Kidnapping: ce mal qu’il faut à tout prix extirper
📅 Texte publié le lundi 12 avril 2021
Ces derniers mois, il ne se passe pas un jour sans qu’on ait entendu parler d’un cas d’enlèvement. Les otages se comptent parmi des écoliers et écolières, des étudiants, des chefs d’entreprise, des couples qui avaient la malchance de se trouver sur le chemin des malfrats, et de paisibles citoyens et citoyennes sans ressources financières. Il n’y a aucune logique dans le choix des victimes. Le rapt le plus spectaculaire ou l’enlèvement d’une personne jouissant d’une grande notoriété ou d’un membre d’une organisation internationale arrivait jusqu’ici à faire la une de médias haïtiens.
Celui du dimanche 12 avril par apparemment un groupe criminel basé dans la Plaine du Cul-de-Sac dénommé “400 mawozo” et qui a déjà, à son actif, plusieurs meurtres et bien de séquestrations dont des écoliers, suscite un certain intérêt de la part de la presse internationale. L’affiliation des victimes et l’emblème sur les passeports de deux d’entre eux explique cet intérêt.

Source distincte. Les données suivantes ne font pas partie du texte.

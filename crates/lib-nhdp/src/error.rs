use thiserror::Error;

#[derive(Debug, Error, PartialEq, Eq)]
pub enum NhdpError {
    #[error("domain extension {0} already registered")]
    DomainExists(u8),

    #[error("no room for another domain (maximum {0})")]
    TooManyDomains(usize),

    #[error("unknown interface '{0}'")]
    UnknownInterface(String),

    #[error("interface '{0}' already registered")]
    InterfaceExists(String),
}
use std::collections::BTreeMap;

use wisp_core::addr::{AddrFamily, NetAddr};
use wisp_core::arena::{Arena, Id};
use wisp_core::timer::TimerWheel;
use wisp_rfc5444::metric;

use crate::domain::{DomainRegistry, MAX_DOMAINS};
use crate::interfaces::{IfaceId, InterfaceRegistry};
use crate::NhdpTimers;

pub type LinkId = Id<Link>;
pub type NeighborId = Id<Neighbor>;
pub type LaddrId = Id<LinkAddr>;
pub type NaddrId = Id<NeighborAddr>;
pub type TwoHopId = Id<TwoHop>;

/// Deterministic link status, see RFC 6130 and the hysteresis hooks.
///
/// PENDING is not an RFC value: it is reported by the hysteresis plug-in
/// while a new link has not yet proven itself. A pending link never
/// counts into the neighbor's symmetric tally and is never advertised in
/// a LINK_STATUS TLV.
#[derive(Debug, Clone, Copy, PartialEq, Eq)]
pub enum LinkStatus {
    Pending,
    Lost,
    Heard,
    Symmetric,
}

impl LinkStatus {
    /// On-wire LINK_STATUS value, `None` for the pending state.
    pub fn tlv_value(&self) -> Option<u8> {
        match self {
            LinkStatus::Pending => None,
            LinkStatus::Lost => Some(wisp_rfc5444::iana::LINKSTATUS_LOST),
            LinkStatus::Heard => Some(wisp_rfc5444::iana::LINKSTATUS_HEARD),
            LinkStatus::Symmetric => Some(wisp_rfc5444::iana::LINKSTATUS_SYMMETRIC),
        }
    }
}

/// Per-domain data of one link.
#[derive(Debug, Clone, Copy)]
pub struct LinkDomainData {
    pub metric_in: u32,
    pub metric_out: u32,
    pub routing_mpr: bool,
}

impl Default for LinkDomainData {
    fn default() -> Self {
        LinkDomainData {
            metric_in: metric::LINK_COST_INFINITE,
            metric_out: metric::LINK_COST_INFINITE,
            routing_mpr: false,
        }
    }
}

/// One directional relationship through one local interface to one
/// interface of a one-hop neighbor.
#[derive(Debug)]
pub struct Link {
    pub interface: IfaceId,
    pub neighbor: NeighborId,

    /// Cached result of [`NhdpDb::calculate_status`].
    pub status: LinkStatus,

    /// Flags maintained by the hysteresis plug-in.
    pub hyst_pending: bool,
    pub hyst_lost: bool,

    /// True if we selected this link as flooding MPR.
    pub flooding_mpr: bool,

    /// V-time and I-time values of the last accepted HELLO.
    pub vtime_value: u64,
    pub itime_value: u64,

    pub addresses: BTreeMap<NetAddr, LaddrId>,
    pub two_hops: BTreeMap<NetAddr, TwoHopId>,
    pub domains: [LinkDomainData; MAX_DOMAINS],

    /// Scratch counter for HELLO conflict resolution.
    pub process_count: i32,
}

/// Per-domain data of one neighbor.
#[derive(Debug, Clone, Copy)]
pub struct NeighborDomainData {
    pub metric_in: u32,
    pub metric_out: u32,
    pub best_link: Option<LinkId>,
    /// True if this neighbor selected us as routing MPR in this domain.
    pub local_is_mpr: bool,
    pub willingness: u8,
}

impl Default for NeighborDomainData {
    fn default() -> Self {
        NeighborDomainData {
            metric_in: metric::LINK_COST_INFINITE,
            metric_out: metric::LINK_COST_INFINITE,
            best_link: None,
            local_is_mpr: false,
            willingness: wisp_rfc5444::iana::WILLINGNESS_DEFAULT,
        }
    }
}

/// A remote node: the collection of links to it plus its full address
/// set across all of its interfaces.
#[derive(Debug, Default)]
pub struct Neighbor {
    /// Number of links in symmetric state.
    pub symmetric: usize,

    /// Originator address learned from the neighbor's HELLOs, unspec
    /// until the first HELLO carrying one.
    pub originator: NetAddr,

    /// True if this neighbor selected us as flooding MPR.
    pub local_is_flooding_mpr: bool,

    pub links: Vec<LinkId>,
    pub addresses: BTreeMap<NetAddr, NaddrId>,
    pub domains: [NeighborDomainData; MAX_DOMAINS],

    /// Scratch counter for HELLO conflict resolution.
    pub process_count: i32,
}

impl Neighbor {
    fn new() -> Neighbor {
        Neighbor {
            originator: NetAddr::UNSPEC,
            ..Default::default()
        }
    }
}

/// An interface address of a link. Owned by the link, also indexed by
/// the interface the link hangs off.
#[derive(Debug)]
pub struct LinkAddr {
    pub addr: NetAddr,
    pub link: LinkId,
    pub might_be_removed: bool,
}

/// An address of a known one-hop neighbor, or a former address kept
/// around as LOST until its hold time runs out. "Lost" is the state of
/// the address's hold timer.
#[derive(Debug)]
pub struct NeighborAddr {
    pub addr: NetAddr,
    pub neighbor: NeighborId,
    pub might_be_removed: bool,
    pub this_if: bool,
}

/// Per-domain data of one 2-hop entry.
#[derive(Debug, Clone, Copy)]
pub struct TwoHopDomainData {
    pub metric_in: u32,
    pub metric_out: u32,
}

impl Default for TwoHopDomainData {
    fn default() -> Self {
        TwoHopDomainData {
            metric_in: metric::LINK_COST_INFINITE,
            metric_out: metric::LINK_COST_INFINITE,
        }
    }
}

/// One remote address reachable through one symmetric link.
#[derive(Debug)]
pub struct TwoHop {
    pub addr: NetAddr,
    pub link: LinkId,
    pub domains: [TwoHopDomainData; MAX_DOMAINS],
}

/// The NHDP link/neighbor/2-hop database.
///
/// Ownership: a neighbor owns its addresses and links, a link owns its
/// link addresses and 2-hop entries. All validity handling runs over the
/// shared timer wheel with the object handle as token.
#[derive(Default)]
pub struct NhdpDb {
    pub neighbors: Arena<Neighbor>,
    pub links: Arena<Link>,
    pub laddrs: Arena<LinkAddr>,
    pub naddrs: Arena<NeighborAddr>,
    pub two_hops: Arena<TwoHop>,

    /// Global index of neighbor addresses.
    pub naddr_index: BTreeMap<NetAddr, NaddrId>,
}
//! Per-domain shortest paths over the topology graph and the diff
//! against the kernel routing table.
//!
//! One run is atomic with respect to all other protocol work: prepare,
//! seed with the symmetric one-hop neighborhood, relax, override with
//! direct one- and two-hop routes the topology may not advertise yet,
//! then diff every routing entry against its last installed state and
//! queue the changes for the kernel channel.

use std::cmp::Reverse;
use std::collections::{BTreeMap, BinaryHeap, VecDeque};

use async_trait::async_trait;

use wisp_core::addr::{AddrFamily, NetAddr};
use wisp_nhdp::db::NeighborId;
use wisp_nhdp::domain::MAX_DOMAINS;
use wisp_nhdp::Nhdp;
use wisp_core::acl::AddrAcl;
use wisp_rfc5444::metric;

use crate::error::RouteError;
use crate::originator::OriginatorSet;
use crate::tc::{TcDb, TcEndpointId, TcNodeId};

/// Kernel parameters per domain.
#[derive(Debug, Clone, Copy)]
pub struct RoutingDomainParams {
    pub table: u8,
    pub protocol: u8,
    pub distance: u8,
}

impl Default for RoutingDomainParams {
    fn default() -> Self {
        RoutingDomainParams {
            table: 254,    // main
            protocol: 100, // well outside the kernel-reserved range
            distance: 2,
        }
    }
}

/// One request on the kernel route channel.
#[derive(Debug, Clone, PartialEq, Eq)]
pub struct RouteRequest {
    pub family: AddrFamily,
    pub dst: NetAddr,
    pub src: Option<NetAddr>,
    pub gateway: Option<NetAddr>,
    pub if_index: u32,
    pub metric: u32,
    pub table: u8,
    pub protocol: u8,
}

/// The asynchronous route installation backend. The daemon supplies an
/// implementation; everything here only queues requests and consumes
/// completions.
#[async_trait]
pub trait RouteBackend {
    async fn set_route(&mut self, request: &RouteRequest) -> Result<(), RouteError>;
    async fn delete_route(&mut self, request: &RouteRequest) -> Result<(), RouteError>;
    async fn query(&mut self, family: AddrFamily) -> Result<Vec<RouteRequest>, RouteError>;
}

/// One target in the routing set of a domain.
#[derive(Debug, Clone)]
pub struct RouteEntry {
    pub dst: NetAddr,
    pub cost: u32,
    /// True if the entry belongs into the kernel table.
    pub set: bool,
    /// True while a kernel request for this entry is in flight.
    pub in_processing: bool,
    pub if_index: u32,
    pub gateway: Option<NetAddr>,
    pub distance: u8,

    old_if_index: u32,
    old_gateway: Option<NetAddr>,
    old_distance: u8,
}

impl RouteEntry {
    fn new(dst: NetAddr) -> RouteEntry {
        RouteEntry {
            dst,
            cost: metric::PATH_COST_INFINITE,
            set: false,
            in_processing: false,
            if_index: 0,
            gateway: None,
            distance: 0,
            // sentinel: guarantees the first install is queued
            old_if_index: u32::MAX,
            old_gateway: None,
            old_distance: u8::MAX,
        }
    }
}

/// A queued kernel operation, in execution order.
#[derive(Debug, Clone)]
pub struct KernelOp {
    pub domain: usize,
    pub add: bool,
    pub request: RouteRequest,
}

#[derive(Debug, Clone, Copy, PartialEq, Eq, PartialOrd, Ord)]
enum Target {
    Node(TcNodeId),
    Endpoint(TcEndpointId),
}

/// The routing sets of all domains plus the kernel work queue.
pub struct RoutingSet {
    pub entries: Vec<BTreeMap<NetAddr, RouteEntry>>,
    pub params: [RoutingDomainParams; MAX_DOMAINS],
    trigger_pending: bool,
    kernel_queue: VecDeque<KernelOp>,
    shutdown: bool,
}

impl Default for RoutingSet {
    fn default() -> Self {
        RoutingSet::new()
    }
}

impl RoutingSet {
    pub fn new() -> RoutingSet {
        RoutingSet {
            entries: (0..MAX_DOMAINS).map(|_| BTreeMap::new()).collect(),
            params: [RoutingDomainParams::default(); MAX_DOMAINS],
            trigger_pending: false,
            kernel_queue: VecDeque::new(),
            shutdown: false,
        }
    }

    pub fn set_trigger(&mut self) {
        self.trigger_pending = true;
    }

    pub fn take_trigger(&mut self) -> bool {
        std::mem::replace(&mut self.trigger_pending, false)
    }

    /// Queue the removal of everything we put into the kernel.
    pub fn initiate_shutdown(&mut self) {
        self.shutdown = true;
        for domain in 0..MAX_DOMAINS {
            let dsts: Vec<NetAddr> = self.entries[domain].keys().copied().collect();
            for dst in dsts {
                let params = self.params[domain];
                let entry = self.entries[domain].get_mut(&dst).unwrap();
                if entry.set {
                    entry.set = false;
                    queue_kernel_op(&mut self.kernel_queue, domain, entry, params);
                }
            }
        }
    }

    pub fn is_shutting_down(&self) -> bool {
        self.shutdown
    }

    /// Run the Dijkstra for every active domain and queue the kernel
    /// diff.
    pub fn run(
        &mut self,
        nhdp: &Nhdp,
        tc: &mut TcDb,
        routable: &AddrAcl,
        originators: &OriginatorSet,
    ) {
        if self.shutdown {
            return;
        }

        for domain_index in 0..nhdp.domains.len() {
            self.prepare(tc, originators, domain_index);
            self.run_domain(nhdp, tc, domain_index);
            self.handle_nhdp_routes(nhdp, routable, domain_index);
            self.process_result(domain_index);
        }
    }

    /// Step 1: snapshot the installed state and reset the scratch data.
    fn prepare(&mut self, tc: &mut TcDb, originators: &OriginatorSet, domain_index: usize) {
        for entry in self.entries[domain_index].values_mut() {
            entry.set = false;
            entry.old_if_index = entry.if_index;
            entry.old_gateway = entry.gateway;
            entry.old_distance = entry.distance;
        }

        let node_ids = tc.nodes.ids();
        for id in node_ids {
            let local = originators.is_local(&tc.nodes.index(id).addr);
            let data = &mut tc.nodes.index_mut(id).dijkstra;
            *data = Default::default();
            data.local = local;
        }
        let endpoint_ids = tc.endpoints.ids();
        for id in endpoint_ids {
            tc.endpoints.index_mut(id).dijkstra = Default::default();
        }
    }

    /// Steps 2 and 3: seed with the symmetric neighborhood and relax.
    fn run_domain(&mut self, nhdp: &Nhdp, tc: &mut TcDb, domain_index: usize) {
        let mut queue: BinaryHeap<Reverse<(u32, NetAddr, Target)>> = BinaryHeap::new();

        // seed: every symmetric neighbor whose originator has a vertex,
        // in originator order so equal costs tie-break deterministically
        // towards the lower first hop
        let mut seeds: Vec<(NetAddr, NeighborId, u32)> = nhdp
            .db
            .neighbors
            .iter()
            .filter(|(_, n)| n.symmetric > 0 && !n.originator.is_unspec())
            .map(|(id, n)| (n.originator, id, n.domains[domain_index].metric_out))
            .collect();
        seeds.sort();
        for (originator, neighbor_id, linkcost) in seeds {
            let Some(node) = tc.node_get(&originator) else {
                continue;
            };
            insert_target(
                tc,
                &mut queue,
                Target::Node(node),
                neighbor_id,
                linkcost,
                0,
                0,
                true,
            );
        }

        while let Some(Reverse((cost, _, target))) = queue.pop() {
            // stale heap entries are skipped
            let data = *target_data(tc, target);
            if !data.on_queue || data.path_cost != cost {
                continue;
            }
            match target {
                Target::Node(id) => tc.nodes.index_mut(id).dijkstra.on_queue = false,
                Target::Endpoint(id) => tc.endpoints.index_mut(id).dijkstra.on_queue = false,
            }

            let first_hop = data.first_hop.expect("queued targets carry a first hop");
            let dst = target_addr(tc, target);
            self.update_entry(
                nhdp,
                domain_index,
                dst,
                first_hop,
                data.distance,
                data.path_cost,
                data.single_hop,
            );

            if let Target::Node(node_id) = target {
                let edge_ids: Vec<_> = tc.nodes.index(node_id).edges.values().copied().collect();
                for edge_id in edge_ids {
                    let (dst_node, edge_cost) = {
                        let edge = tc.edges.index(edge_id);
                        (edge.dst, edge.cost[domain_index])
                    };
                    if edge_cost >= metric::LINK_COST_INFINITE {
                        continue;
                    }
                    insert_target(
                        tc,
                        &mut queue,
                        Target::Node(dst_node),
                        first_hop,
                        edge_cost,
                        data.path_cost,
                        0,
                        false,
                    );
                }

                let attachment_ids: Vec<_> =
                    tc.nodes.index(node_id).attachments.values().copied().collect();
                for attachment_id in attachment_ids {
                    let (endpoint, cost, distance) = {
                        let attachment = tc.attachments.index(attachment_id);
                        (
                            attachment.dst,
                            attachment.cost[domain_index],
                            attachment.distance[domain_index],
                        )
                    };
                    if cost >= metric::LINK_COST_INFINITE {
                        continue;
                    }
                    insert_target(
                        tc,
                        &mut queue,
                        Target::Endpoint(endpoint),
                        first_hop,
                        cost,
                        data.path_cost,
                        distance,
                        false,
                    );
                }
            }
        }
    }

    /// Step 4: a direct link or 2-hop path may beat the advertised
    /// topology, and may exist before any TC covers it.
    fn handle_nhdp_routes(&mut self, nhdp: &Nhdp, routable: &AddrAcl, domain_index: usize) {
        for (neighbor_id, neighbor) in nhdp.db.neighbors.iter() {
            if neighbor.symmetric == 0 {
                continue;
            }
            let neighcost = neighbor.domains[domain_index].metric_out;
            if neighcost >= metric::LINK_COST_INFINITE {
                continue;
            }

            for addr in neighbor.addresses.keys() {
                if !routable.check(addr) {
                    continue;
                }
                let better = self.entries[domain_index]
                    .get(addr)
                    .map(|e| !e.set || e.cost > neighcost)
                    .unwrap_or(true);
                if better {
                    self.update_entry(nhdp, domain_index, *addr, neighbor_id, 0, neighcost, true);
                }
            }

            for &link_id in &neighbor.links {
                let link = nhdp.db.links.index(link_id);
                for (addr, &twohop_id) in &link.two_hops {
                    let twohop = nhdp.db.two_hops.index(twohop_id);
                    let hop_cost = twohop.domains[domain_index].metric_out;
                    if hop_cost >= metric::LINK_COST_INFINITE {
                        continue;
                    }
                    if !routable.check(addr) {
                        continue;
                    }
                    let pathcost = neighcost.saturating_add(hop_cost);
                    let better = self.entries[domain_index]
                        .get(addr)
                        .map(|e| !e.set || e.cost > pathcost)
                        .unwrap_or(true);
                    if better {
                        self.update_entry(
                            nhdp,
                            domain_index,
                            *addr,
                            neighbor_id,
                            0,
                            pathcost,
                            false,
                        );
                    }
                }
            }
        }
    }

    /// Fill one routing entry from a computed path.
    fn update_entry(
        &mut self,
        nhdp: &Nhdp,
        domain_index: usize,
        dst: NetAddr,
        first_hop: NeighborId,
        distance: u8,
        pathcost: u32,
        single_hop: bool,
    ) {
        let Some((if_index, gateway)) = next_hop_info(nhdp, domain_index, first_hop, &dst, single_hop)
        else {
            return;
        };

        let entry = self.entries[domain_index]
            .entry(dst)
            .or_insert_with(|| RouteEntry::new(dst));
        if entry.set && entry.cost <= pathcost {
            // an address can be node target and endpoint target at
            // once; the cheaper path keeps the entry
            return;
        }
        entry.set = true;
        entry.cost = pathcost;
        entry.if_index = if_index;
        entry.gateway = gateway;
        entry.distance = distance;
    }

    /// Steps 5: diff against the snapshot and queue kernel work.
    fn process_result(&mut self, domain_index: usize) {
        let params = self.params[domain_index];
        let dsts: Vec<NetAddr> = self.entries[domain_index].keys().copied().collect();

        for dst in dsts {
            let entry = self.entries[domain_index].get_mut(&dst).unwrap();
            if entry.set
                && entry.old_if_index == entry.if_index
                && entry.old_gateway == entry.gateway
                && entry.old_distance == entry.distance
            {
                // unchanged
                continue;
            }
            queue_kernel_op(&mut self.kernel_queue, domain_index, entry, params);
        }
    }

    /// Hand the queued kernel operations to the channel driver. Marks
    /// the affected entries in-processing.
    pub fn take_kernel_queue(&mut self) -> Vec<KernelOp> {
        let ops: Vec<KernelOp> = self.kernel_queue.drain(..).collect();
        for op in &ops {
            if let Some(entry) = self.entries[op.domain].get_mut(&op.request.dst) {
                entry.in_processing = true;
            }
        }
        ops
    }

    /// Completion callback of the kernel channel.
    pub fn route_finished(&mut self, domain: usize, dst: &NetAddr, result: Result<(), RouteError>) {
        let was_set = {
            let Some(entry) = self.entries[domain].get_mut(dst) else {
                return;
            };
            entry.in_processing = false;
            entry.set
        };

        match result {
            Ok(()) => {
                if was_set {
                    tracing::info!(%dst, domain, "route installed");
                } else {
                    tracing::info!(%dst, domain, "route removed");
                    self.entries[domain].remove(dst);
                }
            }
            Err(err) => {
                if !matches!(err, RouteError::Cancelled) {
                    // interruptions by a newer run revert quietly
                    tracing::warn!(%dst, domain, error = %err, "kernel rejected route change");
                }
                if was_set {
                    // retry through recreation on the next run
                    self.entries[domain].remove(dst);
                } else if let Some(entry) = self.entries[domain].get_mut(dst) {
                    // removal failed, the route is still out there
                    entry.set = true;
                }
            }
        }
    }
}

En effet, ce dimanche, une semaine après Pâques, vers 9:00 du matin, dix personnes dont cinq prêtres, deux religieuses et trois membres de la famille du Père Jean Arnel Joseph, un membre de la Société de Saint Jacques et un curé qui devait, lors d’une messe solennelle, prendre possession de sa nouvelle paroisse, l’Immaculée conception de Galette Chambon de l’Archidiocèse de Port-au-Prince, ont été pris en otage par ce groupe de malfaiteurs. Parmi les otages figurent deux ressortissants français, une religieuse de la communauté des Sœurs de la Providence de la Pommeraye (Maine-et-Loire), Agnès Bordeau, et un prêtre de la Société de Saint Jacques originaire de Bretagne, Michel Briand. La somme d’un million de dollars en devise des États-Unis a été réclamée comme rançon pour garantir leur libération.
Immédiatement, l’Archevêché de Port-au-Prince et la Conférence Haïtienne des Religieux/ieuses (CHR) ont fait sortir des notes respectives dénonçant cet ultime acte d’insécurité et demandant la libération sans condition des otages.
La presse internationale en veut des détails et se démène pour faire parler les membres de la Conférence Épiscopale d’Haïti (CEH). Le Quai d’Orsay (Ministère des Affaires Étrangères de France) se remue. Et le peuple haïtien retient son souffle.
Mais au-delà de ces démarches et des sentiments de révolte suscités chez la majorité après cet acte criminel, plus d’uns se posent hautement cette question murmurée et ruminée depuis quelques années déjà: Comment Haïti ait pu arriver à un niveau si lamentable, un niveau qu’il n’avait pas atteint même au sommet de la barbarie politique de Duvalier père et fils.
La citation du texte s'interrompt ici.